### About this task
Could you print exactly the lines of the listing below, starting at the line that has "use std::path::Path;" and ending at the line that has "Name of the", and only those lines?

### Records
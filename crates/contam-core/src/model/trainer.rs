//! Ordered model lifecycle over a [`RegressorBackend`]

use std::path::Path;

use contam_io::{DataColumn, Table};
use contam_stats::{Metric, MetricReport};

use crate::error::ModelError;
use crate::model::{RegressorBackend, SessionOptions, SessionState};

/// Name of the prediction column appended by [`RegressorTrainer::predict_model`]
pub const LABEL_COLUMN: &str = "Label";

/// Scored rows and, in validation mode, their metrics
#[derive(Debug, Clone)]
pub struct Prediction {
    pub table: Table,
    pub metrics: Option<MetricReport>,
}

/// Drives a backend through setup, training, finalization and persistence
pub struct RegressorTrainer<B: RegressorBackend> {
    backend: B,
    data: Table,
    options: SessionOptions,
    experiment: String,
    state: SessionState,
    metrics: Option<MetricReport>,
}

impl<B: RegressorBackend> RegressorTrainer<B> {
    /// Create a trainer for `data`, inferring features from column types
    pub fn new(
        backend: B,
        data: Table,
        target: &str,
        experiment: impl Into<String>,
        session_id: u64,
    ) -> Self {
        let options = SessionOptions::infer(&data, target, session_id);
        Self {
            backend,
            data,
            options,
            experiment: experiment.into(),
            state: SessionState::Uninitialized,
            metrics: None,
        }
    }

    /// Restrict the metrics reported by training
    pub fn with_metrics(mut self, metrics: Vec<Metric>) -> Self {
        self.options = self.options.with_metrics(metrics);
        self
    }

    pub fn state(&self) -> SessionState {
        self.state
    }

    pub fn options(&self) -> &SessionOptions {
        &self.options
    }

    pub fn backend(&self) -> &B {
        &self.backend
    }

    /// Metrics of the last training run
    pub fn metrics(&self) -> Option<&MetricReport> {
        self.metrics.as_ref()
    }

    fn check_transition(
        &self,
        allowed: &[SessionState],
        to: SessionState,
    ) -> Result<(), ModelError> {
        if allowed.contains(&self.state) {
            Ok(())
        } else {
            Err(ModelError::InvalidTransition {
                from: self.state.to_string(),
                to: to.to_string(),
            })
        }
    }

    pub fn start_session(&mut self) -> Result<(), ModelError> {
        self.check_transition(&[SessionState::Uninitialized], SessionState::SessionStarted)?;
        tracing::info!(
            "Starting {} session '{}' on {} rows",
            self.backend.name(),
            self.experiment,
            self.data.num_rows()
        );
        self.backend.setup(&self.data, &self.options)?;
        self.state = SessionState::SessionStarted;
        Ok(())
    }

    /// Train and tune; may be repeated before finalization
    pub fn train_model(&mut self) -> Result<&MetricReport, ModelError> {
        self.check_transition(
            &[SessionState::SessionStarted, SessionState::Trained],
            SessionState::Trained,
        )?;
        let report = self.backend.train()?;
        tracing::info!("Holdout metrics: {}", report);
        self.state = SessionState::Trained;
        Ok(&*self.metrics.insert(report))
    }

    pub fn finalize_model(&mut self) -> Result<(), ModelError> {
        self.check_transition(&[SessionState::Trained], SessionState::Finalized)?;
        self.backend.finalize()?;
        self.state = SessionState::Finalized;
        Ok(())
    }

    pub fn save_model(&mut self, path: &Path) -> Result<(), ModelError> {
        self.check_transition(
            &[SessionState::Finalized, SessionState::Saved],
            SessionState::Saved,
        )?;
        self.backend.save(path)?;
        tracing::info!("Saved model to {}", path.display());
        self.state = SessionState::Saved;
        Ok(())
    }

    pub fn load_model(&mut self, path: &Path) -> Result<(), ModelError> {
        self.check_transition(
            &[SessionState::Uninitialized, SessionState::Loaded],
            SessionState::Loaded,
        )?;
        self.backend.load(path)?;
        tracing::info!("Loaded model from {}", path.display());
        self.state = SessionState::Loaded;
        Ok(())
    }

    /// Score `data`, appending a [`LABEL_COLUMN`] column
    ///
    /// With a `target`, metrics are computed over the rows where the target
    /// is present.
    pub fn predict_model(
        &self,
        data: &Table,
        target: Option<&str>,
    ) -> Result<Prediction, ModelError> {
        if !self.state.can_predict() {
            return Err(ModelError::InvalidTransition {
                from: self.state.to_string(),
                to: "predicted".to_string(),
            });
        }

        let scores = self.backend.predict(data)?;
        let mut table = data.clone();
        table.insert_column(
            LABEL_COLUMN,
            DataColumn::Float64(scores.iter().copied().map(Some).collect()),
        )?;

        let metrics = match target {
            Some(target) => Some(score_against_target(
                &table,
                target,
                &scores,
                &self.options.metrics,
            )?),
            None => None,
        };

        Ok(Prediction { table, metrics })
    }
}

fn score_against_target(
    table: &Table,
    target: &str,
    scores: &[f64],
    metrics: &[Metric],
) -> Result<MetricReport, ModelError> {
    let column = table.require_column(target)?;
    let values = column.to_f64().ok_or_else(|| ModelError::FeatureType {
        feature: target.to_string(),
        expected: "numeric".to_string(),
        actual: column.dtype().to_string(),
    })?;

    let (actual, predicted): (Vec<f64>, Vec<f64>) = values
        .iter()
        .zip(scores)
        .filter_map(|(actual, &score)| actual.map(|a| (a, score)))
        .unzip();
    if actual.is_empty() {
        return Err(ModelError::MissingTarget(target.to_string()));
    }

    let report = evaluation_metrics(&actual, &predicted, metrics)?;
    tracing::info!("Validation metrics on {} rows: {}", actual.len(), report);
    Ok(report)
}

/// Compute `metrics`, rounded to two decimals
pub fn evaluation_metrics(
    actual: &[f64],
    predicted: &[f64],
    metrics: &[Metric],
) -> Result<MetricReport, ModelError> {
    Ok(MetricReport::evaluate(actual, predicted, metrics)?)
}

#[cfg(test)]
mod tests {
    use super::*;
    use std::cell::Cell;

    /// Predicts a constant and records lifecycle calls
    #[derive(Default)]
    struct ConstantBackend {
        value: f64,
        saved: Cell<bool>,
    }

    impl RegressorBackend for ConstantBackend {
        fn name(&self) -> &'static str {
            "constant"
        }

        fn setup(&mut self, _data: &Table, _options: &SessionOptions) -> Result<(), ModelError> {
            Ok(())
        }

        fn train(&mut self) -> Result<MetricReport, ModelError> {
            self.value = 0.5;
            Ok(MetricReport::evaluate(&[0.5], &[0.5], &[Metric::Mae])?)
        }

        fn finalize(&mut self) -> Result<(), ModelError> {
            Ok(())
        }

        fn save(&self, _path: &Path) -> Result<(), ModelError> {
            self.saved.set(true);
            Ok(())
        }

        fn load(&mut self, _path: &Path) -> Result<(), ModelError> {
            self.value = 0.25;
            Ok(())
        }

        fn predict(&self, data: &Table) -> Result<Vec<f64>, ModelError> {
            Ok(vec![self.value; data.num_rows()])
        }
    }

    fn data() -> Table {
        Table::from_columns([
            ("sexo_V1", DataColumn::from_strs([Some("f__V1"), Some("m__V1"), None])),
            ("prob_V1_V2", DataColumn::Float64(vec![Some(0.5), Some(1.5), None])),
        ])
        .unwrap()
    }

    fn trainer() -> RegressorTrainer<ConstantBackend> {
        RegressorTrainer::new(ConstantBackend::default(), data(), "prob_V1_V2", "test", 16)
    }

    #[test]
    fn test_full_lifecycle() {
        let mut trainer = trainer();
        assert_eq!(trainer.options().categorical_features, vec!["sexo_V1"]);
        assert!(trainer.options().numeric_features.is_empty());

        trainer.start_session().unwrap();
        trainer.train_model().unwrap();
        trainer.finalize_model().unwrap();
        trainer.save_model(Path::new("model.json")).unwrap();

        assert_eq!(trainer.state(), SessionState::Saved);
        assert!(trainer.backend().saved.get());
        assert_eq!(trainer.metrics().unwrap().get(Metric::Mae), Some(0.0));
    }

    #[test]
    fn test_out_of_order_calls() {
        let mut trainer = trainer();
        assert!(matches!(
            trainer.train_model(),
            Err(ModelError::InvalidTransition { .. })
        ));
        assert!(trainer.predict_model(&data(), None).is_err());

        trainer.start_session().unwrap();
        assert!(trainer.finalize_model().is_err());
        assert!(trainer.save_model(Path::new("model.json")).is_err());
        assert!(trainer.load_model(Path::new("model.json")).is_err());
        assert_eq!(trainer.state(), SessionState::SessionStarted);
    }

    #[test]
    fn test_predict_appends_label() {
        let mut trainer = trainer();
        trainer.load_model(Path::new("model.json")).unwrap();

        let prediction = trainer.predict_model(&data(), None).unwrap();
        assert!(prediction.metrics.is_none());
        assert_eq!(
            prediction.table.column(LABEL_COLUMN),
            Some(&DataColumn::Float64(vec![Some(0.25); 3]))
        );
        assert_eq!(prediction.table.num_columns(), 3);
    }

    #[test]
    fn test_validation_metrics_skip_missing_targets() {
        let mut trainer = trainer().with_metrics(vec![Metric::Mae, Metric::Mse]);
        trainer.load_model(Path::new("model.json")).unwrap();

        let prediction = trainer.predict_model(&data(), Some("prob_V1_V2")).unwrap();
        let metrics = prediction.metrics.unwrap();
        assert_eq!(metrics.len(), 2);
        assert_eq!(metrics.get(Metric::Mae), Some(0.75));
        assert_eq!(metrics.get(Metric::Mse), Some(0.81));
    }

    #[test]
    fn test_validation_without_targets() {
        let mut trainer = trainer();
        trainer.load_model(Path::new("model.json")).unwrap();

        let unlabelled = data().filter_rows(&[false, false, true]).unwrap();
        assert!(matches!(
            trainer.predict_model(&unlabelled, Some("prob_V1_V2")),
            Err(ModelError::MissingTarget(_))
        ));
    }
}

### Solution for this problem
use std::path::Path;

use contam_io::{DataColumn, Table};
use contam_stats::{Metric, MetricReport};

use crate::error::ModelError;
use crate::model::{RegressorBackend, SessionOptions, SessionState};

/// Name of the prediction column appended by [`RegressorTrainer::predict_model`]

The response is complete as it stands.